Tom, I'm quite willing to follow whatever structure that 5000 requires although I am aware that one can "cheat" at one's peril by hanging on to the legacy of 500 and calling them all B3, N7 etc., but if it's a new system I'll have a go.
The whole point of the Logix5000 tag database is that you don't have to "follow whatever structure that 5000 requires" - It doesn't "require" any form or structure at all, and you can create and name tags to
suit the application, not the control system.
The help files you have read are almost certainly explaining what happens when you
convert a SLC or PLC5 program, and as such will retain the unhelpful legacy of data-tables.
Tom, I'm quite willing to follow whatever structure that 5000 requires although I am aware that one can "cheat" at one's peril by hanging on to the legacy of 500 and calling them all B3, N7 etc., but if it's a new system I'll have a go.

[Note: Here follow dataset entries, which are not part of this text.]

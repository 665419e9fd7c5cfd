//! Follow service - follow graph edges and their counters

use std::sync::Arc;

use tracing::info;

use crate::db::{follows, users, FeedDb, Follow, User};
use crate::error::FeedError;

use super::events::{EventBus, FeedEvent};

pub struct FollowService {
    db: Arc<FeedDb>,
    events: Arc<EventBus>,
}

impl FollowService {
    pub fn new(db: Arc<FeedDb>, events: Arc<EventBus>) -> Self {
        Self { db, events }
    }

    /// Follow `followee_id`; edge and both counters commit together
    pub fn follow(&self, follower_id: i64, followee_id: i64) -> Result<Follow, FeedError> {
        let edge = self
            .db
            .with_transaction(|conn| follows::create_follow(conn, follower_id, followee_id))?;

        info!(follower = follower_id, followee = followee_id, "User followed");
        self.events.emit(FeedEvent::UserFollowed { follower_id, followee_id });
        Ok(edge)
    }

    pub fn unfollow(&self, follower_id: i64, followee_id: i64) -> Result<(), FeedError> {
        self.db
            .with_transaction(|conn| follows::delete_follow(conn, follower_id, followee_id))?;

        info!(follower = follower_id, followee = followee_id, "User unfollowed");
        self.events.emit(FeedEvent::UserUnfollowed { follower_id, followee_id });
        Ok(())
    }

    pub fn is_following(&self, follower_id: i64, followee_id: i64) -> Result<bool, FeedError> {
        self.db
            .with_conn(|conn| follows::is_following(conn, follower_id, followee_id))
    }

    pub fn followers(&self, user_id: i64) -> Result<Vec<i64>, FeedError> {
        self.db.with_conn(|conn| follows::list_followers(conn, user_id))
    }

    pub fn following(&self, user_id: i64) -> Result<Vec<i64>, FeedError> {
        self.db.with_conn(|conn| follows::list_following(conn, user_id))
    }

    pub fn create_user(&self, username: &str) -> Result<User, FeedError> {
        self.db.with_conn(|conn| users::create_user(conn, username))
    }

    pub fn get_user(&self, user_id: i64) -> Result<Option<User>, FeedError> {
        self.db.with_conn(|conn| users::get_user(conn, user_id))
    }
}
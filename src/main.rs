//! DevSwipe feed daemon
//!
//! ## Usage
//!
//! ```bash
//! # Start with defaults
//! devswipe-feed
//!
//! # Custom config / storage / port
//! devswipe-feed --config /path/to/config.toml
//! devswipe-feed --storage-dir /data/feed --http-port 8091
//!
//! # Run without the feed cache
//! devswipe-feed --no-cache
//! ```

use std::net::SocketAddr;
use std::path::PathBuf;
use std::sync::Arc;
use std::time::Duration;

use anyhow::Context;
use clap::Parser;
use devswipe_feed::cache::memory::spawn_cleanup_task;
use devswipe_feed::services::events::spawn_logging_listener;
use devswipe_feed::{CacheStore, Config, DisabledCache, FeedDb, HttpServer, MemoryCache, Services};
use tracing::info;
use tracing_subscriber::EnvFilter;

const CACHE_SWEEP_INTERVAL: Duration = Duration::from_secs(60);

#[derive(Parser, Debug)]
#[command(name = "devswipe-feed")]
#[command(about = "Personalized swipe feed service")]
struct Args {
    /// Path to config file
    #[arg(short, long, env = "DEVSWIPE_CONFIG")]
    config: Option<PathBuf>,

    /// Storage directory (database and default config)
    #[arg(long, env = "DEVSWIPE_STORAGE_DIR")]
    storage_dir: Option<PathBuf>,

    /// HTTP API port
    #[arg(long, env = "DEVSWIPE_HTTP_PORT")]
    http_port: Option<u16>,

    /// Bind address
    #[arg(long, env = "DEVSWIPE_BIND", default_value = "0.0.0.0")]
    bind: String,

    /// Disable the feed / stats cache
    #[arg(long)]
    no_cache: bool,
}

#[tokio::main]
async fn main() -> anyhow::Result<()> {
    tracing_subscriber::fmt()
        .with_env_filter(EnvFilter::from_default_env().add_directive("devswipe_feed=info".parse()?))
        .init();

    let args = Args::parse();

    let mut config = match &args.config {
        Some(path) => Config::load(path).with_context(|| format!("loading config {}", path.display()))?,
        None => Config::default(),
    };

    if let Some(dir) = args.storage_dir {
        config.storage_dir = dir;
    }
    if let Some(port) = args.http_port {
        config.http_port = port;
    }
    if args.no_cache {
        config.cache.enabled = false;
    }

    info!(
        storage_dir = %config.storage_dir.display(),
        http_port = config.http_port,
        cache = config.cache.enabled,
        "Starting devswipe-feed"
    );

    tokio::fs::create_dir_all(&config.storage_dir).await?;

    let config_path = config.config_path();
    if !config_path.exists() {
        config.save(&config_path)?;
        info!(path = %config_path.display(), "Created default config");
    }

    let db_path = config.database_path();
    let pool_size = config.pool_size;
    let db = tokio::task::spawn_blocking(move || FeedDb::open(&db_path, pool_size))
        .await?
        .context("opening feed database")?;
    let db = Arc::new(db);

    let cache: Arc<dyn CacheStore> = if config.cache.enabled {
        let memory = Arc::new(MemoryCache::new());
        spawn_cleanup_task(memory.clone(), CACHE_SWEEP_INTERVAL);
        memory
    } else {
        Arc::new(DisabledCache)
    };

    let services = Arc::new(Services::new(db, cache, &config));
    spawn_logging_listener(services.events.clone());

    let bind_addr: SocketAddr = format!("{}:{}", args.bind, config.http_port)
        .parse()
        .context("invalid bind address")?;

    let server = Arc::new(HttpServer::new(services, bind_addr, config.feed.request_timeout()));

    tokio::select! {
        result = server.run() => {
            result.context("HTTP server failed")?;
        }
        _ = tokio::signal::ctrl_c() => {
            info!("Shutting down");
        }
    }

    Ok(())
}
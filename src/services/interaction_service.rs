//! Interaction service - validation and transaction boundary for the ledger
//!
//! Recording does not touch the feed cache. Cached pages may still show an
//! item the user just swiped until the page TTL runs out.

use std::collections::HashMap;
use std::sync::Arc;

use tracing::{debug, info};

use crate::db::{self, interactions, FeedDb, Interaction, InteractionType, RecordInteractionInput};
use crate::error::FeedError;

use super::events::{EventBus, FeedEvent};

const MAX_SESSION_ID_LEN: usize = 100;

/// Interaction service
pub struct InteractionService {
    db: Arc<FeedDb>,
    events: Arc<EventBus>,
}

impl InteractionService {
    pub fn new(db: Arc<FeedDb>, events: Arc<EventBus>) -> Self {
        Self { db, events }
    }

    /// Record a swipe; duplicates are rejected without touching counters
    pub fn record(&self, input: &RecordInteractionInput) -> Result<Interaction, FeedError> {
        validate(input)?;

        let recorded = self
            .db
            .with_transaction(|conn| interactions::record_interaction(conn, input))
            .map_err(|e| {
                if let FeedError::DuplicateInteraction { .. } = e {
                    debug!(
                        user_id = input.user_id,
                        item_id = input.item_id,
                        interaction_type = %input.interaction_type,
                        "Duplicate interaction rejected"
                    );
                }
                e
            })?;

        info!(
            user_id = recorded.user_id,
            item_id = recorded.item_id,
            interaction_type = %recorded.interaction_type,
            "Interaction recorded"
        );
        self.events.emit(FeedEvent::InteractionRecorded {
            user_id: recorded.user_id,
            item_id: recorded.item_id,
            interaction_type: recorded.interaction_type.clone(),
        });

        Ok(recorded)
    }

    /// Interaction counts on an item grouped by type
    pub fn stats(&self, item_id: i64) -> Result<HashMap<String, i64>, FeedError> {
        self.db.with_conn(|conn| {
            if !db::items::item_exists(conn, item_id)? {
                return Err(FeedError::NotFound(format!("item {}", item_id)));
            }
            interactions::stats_by_type(conn, item_id)
        })
    }

    pub fn list_by_user(
        &self,
        user_id: i64,
        interaction_type: Option<InteractionType>,
        limit: i64,
        offset: i64,
    ) -> Result<Vec<Interaction>, FeedError> {
        self.db
            .with_conn(|conn| interactions::list_by_user(conn, user_id, interaction_type, limit, offset))
    }

    pub fn list_by_item(&self, item_id: i64, limit: i64, offset: i64) -> Result<Vec<Interaction>, FeedError> {
        self.db.with_conn(|conn| interactions::list_by_item(conn, item_id, limit, offset))
    }
}

fn validate(input: &RecordInteractionInput) -> Result<(), FeedError> {
    if input.user_id <= 0 {
        return Err(FeedError::Validation("user_id is required".into()));
    }
    if let Some(ref session) = input.session_id {
        if session.chars().count() > MAX_SESSION_ID_LEN {
            return Err(FeedError::Validation(format!(
                "session_id exceeds {} characters",
                MAX_SESSION_ID_LEN
            )));
        }
    }
    if let Some(duration) = input.view_duration {
        if !duration.is_finite() || duration < 0.0 {
            return Err(FeedError::Validation("view_duration must be a non-negative number".into()));
        }
    }
    Ok(())
}

#[cfg(test)]
mod tests {
    use super::*;
    use crate::db::items::{create_item, require_item, test_support::item_input};

    fn setup() -> (Arc<FeedDb>, InteractionService, i64) {
        let db = Arc::new(FeedDb::open_in_memory().unwrap());
        let item_id = db
            .with_conn(|conn| create_item(conn, &item_input(1, "Demo", &[], "2024-01-01T00:00:00Z")))
            .unwrap()
            .item
            .id;
        let svc = InteractionService::new(db.clone(), Arc::new(EventBus::new()));
        (db, svc, item_id)
    }

    #[test]
    fn test_validation() {
        let (_, svc, item_id) = setup();

        let mut input = RecordInteractionInput::new(2, item_id, InteractionType::Like);
        input.view_duration = Some(-1.0);
        assert!(matches!(svc.record(&input), Err(FeedError::Validation(_))));

        input.view_duration = Some(f64::NAN);
        assert!(matches!(svc.record(&input), Err(FeedError::Validation(_))));

        input.view_duration = None;
        input.session_id = Some("x".repeat(101));
        assert!(matches!(svc.record(&input), Err(FeedError::Validation(_))));
    }

    #[test]
    fn test_duplicate_leaves_counter_alone() {
        let (db, svc, item_id) = setup();
        let input = RecordInteractionInput::new(2, item_id, InteractionType::SuperLike);

        svc.record(&input).unwrap();
        assert!(matches!(svc.record(&input), Err(FeedError::DuplicateInteraction { .. })));

        let item = db.with_conn(|conn| require_item(conn, item_id)).unwrap();
        assert_eq!(item.super_like_count, 1);
        assert_eq!(svc.stats(item_id).unwrap().get("super_like"), Some(&1));
        assert!(matches!(svc.stats(999), Err(FeedError::NotFound(_))));

        assert_eq!(svc.list_by_item(item_id, 10, 0).unwrap().len(), 1);
        assert_eq!(svc.list_by_user(2, Some(InteractionType::SuperLike), 10, 0).unwrap().len(), 1);
        assert!(svc.list_by_user(2, Some(InteractionType::Like), 10, 0).unwrap().is_empty());
    }
}
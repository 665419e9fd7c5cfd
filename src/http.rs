//! HTTP API for the feed engine
//!
//! ## Endpoints
//!
//! - `GET /health` - Liveness plus row counts
//! - `GET /feed?page&limit&tags&session_id` - Recommended page
//! - `POST /items` - Create an item
//! - `GET /items/search?q&limit&offset` - Keyword search
//! - `GET|PATCH|DELETE /items/{id}` - Read, update, delete
//! - `POST|GET /items/{id}/interactions` - Record a swipe / counts by type
//! - `GET /items/{id}/interactions/history?limit&offset` - Swipes on the item
//! - `GET /items/{id}/stats` - Derived engagement stats
//! - `POST /items/{id}/views` - Count a view
//! - `POST|GET /items/{id}/comments` - Add / list comment threads
//! - `POST /users` - Register a username
//! - `GET /users/{id}` - Profile with follow counters
//! - `GET /users/{id}/items?limit&offset` - Items owned by the user
//! - `GET|POST|DELETE /users/{id}/follow` - Check / follow / unfollow
//! - `GET /users/{id}/followers`, `GET /users/{id}/following`
//! - `GET /users/{id}/interactions?type&limit&offset` - Swipe history
//!
//! The caller's identity comes from the `X-User-Id` header, set by the
//! gateway in front of this service. Every handler runs its database work on
//! the blocking pool under the configured request deadline; a request that
//! overruns it is answered with 504.
//!
//! A 504 on a write does not mean the write was dropped. Reads stop at their
//! next cancellation check, but a write that already started still commits,
//! so a retried swipe or follow may come back as 409.

use std::net::SocketAddr;
use std::sync::Arc;
use std::time::Duration;

use bytes::Bytes;
use http_body_util::{BodyExt, Full};
use hyper::body::Incoming;
use hyper::server::conn::http1;
use hyper::service::service_fn;
use hyper::{Method, Request, Response};
use hyper_util::rt::TokioIo;
use serde::de::DeserializeOwned;
use serde::{Deserialize, Serialize};
use tokio::net::TcpListener;
use tokio_util::sync::CancellationToken;
use tracing::{debug, info, warn};
use ts_rs::TS;

use crate::db::{CreateCommentInput, CreateItemInput, InteractionType, ItemPatch, ItemWithTags, RecordInteractionInput};
use crate::error::FeedError;
use crate::services::response::{self, error_response, from_create_result, from_delete_result, from_option, from_result};
use crate::services::{FeedRequest, Services};

/// Identity header set by the upstream gateway
pub const USER_ID_HEADER: &str = "x-user-id";

type HttpResponse = Response<Full<Bytes>>;
/// Input for creating an item
#[derive(Debug, Clone, Deserialize)]
pub struct CreateItemInput {
    #[serde(default)]
    pub owner_id: i64,
    pub title: String,
    #[serde(default)]
    pub description: Option<String>,
    #[serde(default = "default_status")]
    pub status: String,
    #[serde(default = "default_public")]
    pub is_public: bool,
    #[serde(default)]
    pub tags: Vec<TagInput>,
    /// Explicit creation time for imports; never taken from request bodies
    #[serde(skip)]
    pub created_at: Option<String>,
}

fn default_status() -> String {
    "demo".to_string()
}

fn default_public() -> bool {
    true
}

/// Partial update; `None` leaves a field untouched
#[derive(Debug, Clone, Default, Deserialize)]
pub struct ItemPatch {
    #[serde(default)]
    pub title: Option<String>,
    /// `Some(None)` clears the description
    #[serde(default, deserialize_with = "deserialize_some")]
    pub description: Option<Option<String>>,
    #[serde(default)]
    pub status: Option<String>,
    #[serde(default)]
    pub is_public: Option<bool>,
    /// Replaces the whole tag set when present
    #[serde(default)]
    pub tags: Option<Vec<TagInput>>,
}

fn deserialize_some<'de, D, T>(deserializer: D) -> Result<Option<T>, D::Error>
where
    D: serde::Deserializer<'de>,
    T: Deserialize<'de>,
{
    T::deserialize(deserializer).map(Some)
}

#[derive(AsChangeset)]
#[diesel(table_name = items)]
struct ItemChangeset<'a> {
    title: Option<&'a str>,
    description: Option<Option<&'a str>>,
    status: Option<&'a str>,
    is_public: Option<bool>,
    updated_at: &'a str,
}

// ============================================================================
// Read Operations
// ============================================================================

/// Get item by ID
pub fn get_item(conn: &mut SqliteConnection, item_id: i64) -> Result<Option<Item>, FeedError> {
    items::table
        .find(item_id)
        .select(Item::as_select())
        .first(conn)
        .optional()
        .map_err(|e| FeedError::TransientStore(format!("Query failed: {}", e)))
}

/// Get item by ID, failing with NotFound
pub fn require_item(conn: &mut SqliteConnection, item_id: i64) -> Result<Item, FeedError> {
    get_item(conn, item_id)?.ok_or_else(|| FeedError::NotFound(format!("item {}", item_id)))
}

/// Check item existence without loading the row
pub fn item_exists(conn: &mut SqliteConnection, item_id: i64) -> Result<bool, FeedError> {
    let count: i64 = items::table
        .filter(items::id.eq(item_id))
        .count()
        .get_result(conn)?;
    Ok(count > 0)
}

/// Get item with tags
pub fn get_item_with_tags(
    conn: &mut SqliteConnection,
    item_id: i64,
) -> Result<Option<ItemWithTags>, FeedError> {
    match get_item(conn, item_id)? {
        Some(item) => {
            let tags = get_item_tags(conn, item_id)?;
            Ok(Some(ItemWithTags { item, tags }))
        }
        None => Ok(None),
    }
}

/// Get tags for one item
pub fn get_item_tags(conn: &mut SqliteConnection, item_id: i64) -> Result<Vec<Tag>, FeedError> {
    let rows: Vec<ItemTagRow> = item_tags::table
        .filter(item_tags::item_id.eq(item_id))
        .order(item_tags::tag.asc())
        .select(ItemTagRow::as_select())
        .load(conn)
        .map_err(|e| FeedError::TransientStore(format!("Tags query failed: {}", e)))?;
    Ok(rows.into_iter().map(Tag::from).collect())
}

/// Load tags for many items in one query
pub fn get_tags_for_items(
    conn: &mut SqliteConnection,
    item_ids: &[i64],
) -> Result<HashMap<i64, Vec<Tag>>, FeedError> {
    let mut by_item: HashMap<i64, Vec<Tag>> = HashMap::new();
    if item_ids.is_empty() {
        return Ok(by_item);
    }

    let rows: Vec<ItemTagRow> = item_tags::table
        .filter(item_tags::item_id.eq_any(item_ids))
        .order((item_tags::item_id.asc(), item_tags::tag.asc()))
        .select(ItemTagRow::as_select())
        .load(conn)
        .map_err(|e| FeedError::TransientStore(format!("Tags query failed: {}", e)))?;

    for row in rows {
        by_item.entry(row.item_id).or_default().push(Tag::from(row));
    }
    Ok(by_item)
}

/// Attach tags to a list of items, preserving order
pub fn attach_tags(
    conn: &mut SqliteConnection,
    rows: Vec<Item>,
) -> Result<Vec<ItemWithTags>, FeedError> {
    let ids: Vec<i64> = rows.iter().map(|i| i.id).collect();
    let mut tags = get_tags_for_items(conn, &ids)?;

    Ok(rows
        .into_iter()
        .map(|item| {
            let tags = tags.remove(&item.id).unwrap_or_default();
            ItemWithTags { item, tags }
        })
        .collect())
}

/// Load several items by id, in the order of `item_ids`; missing ids are skipped
pub fn get_items_by_ids(
    conn: &mut SqliteConnection,
    item_ids: &[i64],
) -> Result<Vec<ItemWithTags>, FeedError> {
    if item_ids.is_empty() {
        return Ok(vec![]);
    }

    let rows: Vec<Item> = items::table
        .filter(items::id.eq_any(item_ids))
        .select(Item::as_select())
        .load(conn)?;

    let mut by_id: HashMap<i64, Item> = rows.into_iter().map(|i| (i.id, i)).collect();
    let ordered: Vec<Item> = item_ids.iter().filter_map(|id| by_id.remove(id)).collect();
    attach_tags(conn, ordered)
}

/// List an owner's items, newest first
pub fn list_by_owner(
    conn: &mut SqliteConnection,
    owner_id: i64,
    limit: i64,
    offset: i64,
) -> Result<Vec<ItemWithTags>, FeedError> {
    let rows: Vec<Item> = items::table
        .filter(items::owner_id.eq(owner_id))
        .order((items::created_at.desc(), items::id.desc()))
        .limit(limit)
        .offset(offset)
        .select(Item::as_select())
        .load(conn)?;
    attach_tags(conn, rows)
}
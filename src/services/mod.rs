//! Service layer for devswipe-feed
//!
//! Services sit between the HTTP handlers and the repositories. They own
//! validation, transaction boundaries and event emission.
//!
//! ```text
//! HTTP Handlers (thin)
//!     ↓
//! Service Layer (business logic, cache)
//!     ↓
//! Repository Layer (db/*.rs) + recommend/
//!     ↓
//! SQLite Database
//! ```

pub mod events;
pub mod feed_service;
pub mod follow_service;
pub mod interaction_service;
pub mod item_service;
pub mod response;

pub use events::{EventBus, EventListener, FeedEvent};
pub use feed_service::{FeedPage, FeedRequest, FeedService};
pub use follow_service::FollowService;
pub use interaction_service::InteractionService;
pub use item_service::{ItemService, ItemStats};

use std::sync::Arc;

use crate::cache::{CacheStore, FeedCache};
use crate::config::Config;
use crate::db::FeedDb;

/// Service container handed to the HTTP server
pub struct Services {
    pub db: Arc<FeedDb>,
    pub feed: Arc<FeedService>,
    pub interactions: Arc<InteractionService>,
    pub items: Arc<ItemService>,
    pub follows: Arc<FollowService>,
    pub events: Arc<EventBus>,
}

impl Services {
    /// Wire every service onto one database handle and one cache backend
    pub fn new(db: Arc<FeedDb>, cache: Arc<dyn CacheStore>, config: &Config) -> Self {
        let events = Arc::new(EventBus::new());
        let cache = FeedCache::new(cache, &config.cache);

        Self {
            feed: Arc::new(FeedService::new(
                db.clone(),
                cache.clone(),
                events.clone(),
                config.feed.clone(),
                config.scoring.clone(),
            )),
            interactions: Arc::new(InteractionService::new(db.clone(), events.clone())),
            items: Arc::new(ItemService::new(db.clone(), cache, events.clone())),
            follows: Arc::new(FollowService::new(db.clone(), events.clone())),
            events,
            db,
        }
    }
}
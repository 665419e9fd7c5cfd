//! Database schema definitions
//!
//! Uniqueness lives here, not in the services: the interaction unique index
//! and the follows primary key are what reject duplicate writes that race
//! past the service-level pre-checks.

use diesel::connection::SimpleConnection;
use diesel::prelude::*;
use diesel::sql_types::Integer;
use tracing::info;

use crate::error::FeedError;

/// Current schema version for migrations
pub const SCHEMA_VERSION: i32 = 1;

#[derive(QueryableByName)]
struct VersionRow {
    #[diesel(sql_type = Integer)]
    version: i32,
}

/// Initialize the database schema
pub fn init_schema(conn: &mut SqliteConnection) -> Result<(), FeedError> {
    let current_version = get_schema_version(conn)?;

    if current_version == 0 {
        info!("Creating new database schema v{}", SCHEMA_VERSION);
        conn.batch_execute(FEED_SCHEMA)
            .map_err(|e| FeedError::Internal(format!("Failed to create feed tables: {}", e)))?;
        set_schema_version(conn, SCHEMA_VERSION)?;
    } else if current_version < SCHEMA_VERSION {
        return Err(FeedError::Internal(format!(
            "No migration path from schema v{} to v{}",
            current_version, SCHEMA_VERSION
        )));
    } else {
        info!("Database schema is up to date (v{})", current_version);
    }

    Ok(())
}

/// Get current schema version (0 if not initialized)
fn get_schema_version(conn: &mut SqliteConnection) -> Result<i32, FeedError> {
    conn.batch_execute("CREATE TABLE IF NOT EXISTS schema_version (version INTEGER NOT NULL)")
        .map_err(|e| FeedError::Internal(format!("Failed to create schema_version table: {}", e)))?;

    let row = diesel::sql_query("SELECT version FROM schema_version LIMIT 1")
        .get_result::<VersionRow>(conn)
        .optional()
        .map_err(|e| FeedError::Internal(format!("Failed to read schema_version: {}", e)))?;

    Ok(row.map(|r| r.version).unwrap_or(0))
}

/// Set schema version
fn set_schema_version(conn: &mut SqliteConnection, version: i32) -> Result<(), FeedError> {
    diesel::sql_query("DELETE FROM schema_version")
        .execute(conn)
        .map_err(|e| FeedError::Internal(format!("Failed to clear schema_version: {}", e)))?;
    diesel::sql_query("INSERT INTO schema_version (version) VALUES (?)")
        .bind::<Integer, _>(version)
        .execute(conn)
        .map_err(|e| FeedError::Internal(format!("Failed to set schema_version: {}", e)))?;
    Ok(())
}

const FEED_SCHEMA: &str = r#"
CREATE TABLE IF NOT EXISTS users (
    id INTEGER PRIMARY KEY AUTOINCREMENT,
    username TEXT NOT NULL UNIQUE,
    follower_count INTEGER NOT NULL DEFAULT 0,
    following_count INTEGER NOT NULL DEFAULT 0,
    created_at TEXT NOT NULL
);

CREATE TABLE IF NOT EXISTS items (
    id INTEGER PRIMARY KEY AUTOINCREMENT,
    owner_id INTEGER NOT NULL,
    title TEXT NOT NULL,
    description TEXT,
    status TEXT NOT NULL DEFAULT 'demo',
    is_public INTEGER NOT NULL DEFAULT 1,
    view_count INTEGER NOT NULL DEFAULT 0,
    like_count INTEGER NOT NULL DEFAULT 0,
    dislike_count INTEGER NOT NULL DEFAULT 0,
    super_like_count INTEGER NOT NULL DEFAULT 0,
    skip_count INTEGER NOT NULL DEFAULT 0,
    comment_count INTEGER NOT NULL DEFAULT 0,
    created_at TEXT NOT NULL,
    updated_at TEXT NOT NULL
);

CREATE INDEX IF NOT EXISTS idx_items_public_created ON items(is_public, created_at DESC);
CREATE INDEX IF NOT EXISTS idx_items_owner ON items(owner_id);

CREATE TABLE IF NOT EXISTS item_tags (
    item_id INTEGER NOT NULL REFERENCES items(id) ON DELETE CASCADE,
    tag TEXT NOT NULL,
    category TEXT NOT NULL DEFAULT 'technology',
    PRIMARY KEY (item_id, tag)
);

CREATE INDEX IF NOT EXISTS idx_item_tags_tag ON item_tags(tag);

CREATE TABLE IF NOT EXISTS interactions (
    id INTEGER PRIMARY KEY AUTOINCREMENT,
    user_id INTEGER NOT NULL,
    item_id INTEGER NOT NULL REFERENCES items(id) ON DELETE CASCADE,
    interaction_type TEXT NOT NULL,
    structured_feedback TEXT,
    session_id TEXT,
    view_duration REAL,
    created_at TEXT NOT NULL
);

CREATE UNIQUE INDEX IF NOT EXISTS idx_interactions_unique
    ON interactions(user_id, item_id, interaction_type);
CREATE INDEX IF NOT EXISTS idx_interactions_item ON interactions(item_id);

CREATE TABLE IF NOT EXISTS follows (
    follower_id INTEGER NOT NULL,
    followee_id INTEGER NOT NULL,
    created_at TEXT NOT NULL,
    PRIMARY KEY (follower_id, followee_id),
    CHECK (follower_id <> followee_id)
);

CREATE INDEX IF NOT EXISTS idx_follows_followee ON follows(followee_id);

CREATE TABLE IF NOT EXISTS comments (
    id INTEGER PRIMARY KEY AUTOINCREMENT,
    item_id INTEGER NOT NULL REFERENCES items(id) ON DELETE CASCADE,
    user_id INTEGER NOT NULL,
    parent_id INTEGER REFERENCES comments(id) ON DELETE CASCADE,
    content TEXT NOT NULL,
    created_at TEXT NOT NULL
);

CREATE INDEX IF NOT EXISTS idx_comments_item ON comments(item_id, parent_id);
"#;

If that's the case, then completely forget how it used to be done, and start to think how you'd like it done.....then go ahead and do it the second way. No doubt you would like your data "organised" into convenient blocks, or "structures", so start to think about using UDTs (User-Defined Types), you are not limited to the data-types offered by the system.
As for "indirect" addressing - the concept is simple - the processor just evaluates the "expression" inside the square brackets, and uses the
value of the expression as the index into the array. This "expression" can be a single tag, or it can, if needed, be a mathematical formula that evaluates to a value.
eg. MyArray[Index+Offset]
The processor in the example would first go and look at the tag-value of
Index,then add the tag-value of
Offset, and then use the result to address an array location in MyArray.